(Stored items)
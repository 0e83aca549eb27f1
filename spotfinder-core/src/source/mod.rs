//! Data-access port for spots and reference taxonomies.
//!
//! [`SpotSource`] is the only way the directory reaches its backing data.
//! Operations are asynchronous and run on the caller's thread, so the trait
//! does not require `Send` futures.

use async_trait::async_trait;
use thiserror::Error;

use crate::{DifficultyLevel, Spot, SpotId, SpotType, SurfaceType};

#[cfg(feature = "store-sqlite")]
mod sqlite;

#[cfg(feature = "store-sqlite")]
pub(crate) use sqlite::SCHEMA;
#[cfg(feature = "store-sqlite")]
pub use sqlite::{
    DEFAULT_PHOTO_BASE_URL, SqliteSpotSource, SqliteSpotSourceConfig, SqliteSpotSourceError,
};

/// Failure reported by a [`SpotSource`].
#[derive(Debug, Error)]
pub enum SourceError {
    /// No spot exists with the requested identifier.
    #[error("spot {id} not found")]
    NotFound {
        /// Identifier that was requested.
        id: SpotId,
    },
    /// The backing store could not be reached.
    #[error("data source unavailable: {message}")]
    Unavailable {
        /// Human-readable cause.
        message: String,
    },
    /// A query against the backing store failed.
    #[error("failed to {operation}: {source}")]
    Query {
        /// Short description of the failed operation, e.g. `"list spots"`.
        operation: &'static str,
        /// Underlying driver error.
        #[source]
        source: Box<dyn std::error::Error + Send + Sync>,
    },
    /// A stored row could not be turned into a domain value.
    #[error("invalid record for spot {id}: {reason}")]
    InvalidRecord {
        /// Identifier of the offending row.
        id: String,
        /// What was wrong with it.
        reason: String,
    },
}

impl SourceError {
    /// Build a [`SourceError::Unavailable`] from any displayable cause.
    #[must_use]
    pub fn unavailable(message: impl Into<String>) -> Self {
        Self::Unavailable {
            message: message.into(),
        }
    }

    /// Wrap a driver error raised while performing `operation`.
    #[must_use]
    pub fn query<E>(operation: &'static str, source: E) -> Self
    where
        E: std::error::Error + Send + Sync + 'static,
    {
        Self::Query {
            operation,
            source: Box::new(source),
        }
    }
}

/// Asynchronous, read-only access to spots and taxonomies.
///
/// Listings are ordered by name. [`SpotSource::list_spots`] embeds each
/// spot's taxonomy rows and photos; [`SpotSource::spot_detail`] also fills
/// in obstacles.
///
/// # Examples
/// ```
/// use async_trait::async_trait;
/// use spotfinder_core::{SourceError, Spot, SpotId, SpotSource, TaxonomyEntry};
///
/// struct EmptySource;
///
/// #[async_trait(?Send)]
/// impl SpotSource for EmptySource {
///     async fn list_spots(&self) -> Result<Vec<Spot>, SourceError> {
///         Ok(Vec::new())
///     }
///     async fn list_spot_types(&self) -> Result<Vec<TaxonomyEntry>, SourceError> {
///         Ok(Vec::new())
///     }
///     async fn list_difficulty_levels(&self) -> Result<Vec<TaxonomyEntry>, SourceError> {
///         Ok(Vec::new())
///     }
///     async fn list_surface_types(&self) -> Result<Vec<TaxonomyEntry>, SourceError> {
///         Ok(Vec::new())
///     }
///     async fn spot_detail(&self, id: &SpotId) -> Result<Spot, SourceError> {
///         Err(SourceError::NotFound { id: id.clone() })
///     }
///     fn photo_url(&self, storage_path: &str) -> String {
///         storage_path.to_owned()
///     }
/// }
///
/// assert_eq!(EmptySource.photo_url("a/1.jpg"), "a/1.jpg");
/// ```
#[async_trait(?Send)]
pub trait SpotSource {
    /// Every spot, ordered by name, with embedded taxonomy rows and photos.
    async fn list_spots(&self) -> Result<Vec<Spot>, SourceError>;

    /// Spot types ordered by name.
    async fn list_spot_types(&self) -> Result<Vec<SpotType>, SourceError>;

    /// Difficulty levels ordered by name.
    async fn list_difficulty_levels(&self) -> Result<Vec<DifficultyLevel>, SourceError>;

    /// Surface types ordered by name.
    async fn list_surface_types(&self) -> Result<Vec<SurfaceType>, SourceError>;

    /// One spot with taxonomy rows, photos and obstacles.
    ///
    /// Returns [`SourceError::NotFound`] when `id` is unknown.
    async fn spot_detail(&self, id: &SpotId) -> Result<Spot, SourceError>;

    /// Public URL of a photo's storage path. Never fails; an empty string
    /// means the photo cannot be shown.
    fn photo_url(&self, storage_path: &str) -> String;
}

/// Join a public base URL and a storage path with a single `/`.
///
/// An empty storage path yields an empty string.
///
/// # Examples
/// ```
/// use spotfinder_core::source::join_photo_url;
///
/// assert_eq!(join_photo_url("https://cdn.test/photos/", "/a/1.jpg"), "https://cdn.test/photos/a/1.jpg");
/// assert_eq!(join_photo_url("", "a/1.jpg"), "a/1.jpg");
/// assert_eq!(join_photo_url("https://cdn.test", ""), "");
/// ```
#[must_use]
pub fn join_photo_url(base_url: &str, storage_path: &str) -> String {
    let path = storage_path.trim_start_matches('/');
    if path.is_empty() {
        return String::new();
    }
    let base = base_url.trim_end_matches('/');
    if base.is_empty() {
        path.to_owned()
    } else {
        format!("{base}/{path}")
    }
}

§ Your task
Each line of the data that holds the word "failed" should be copied.

§ Answer to this exercise
    /// A query against the backing store failed.
    #[error("failed to {operation}: {source}")]
        /// Short description of the failed operation, e.g. `"list spots"`.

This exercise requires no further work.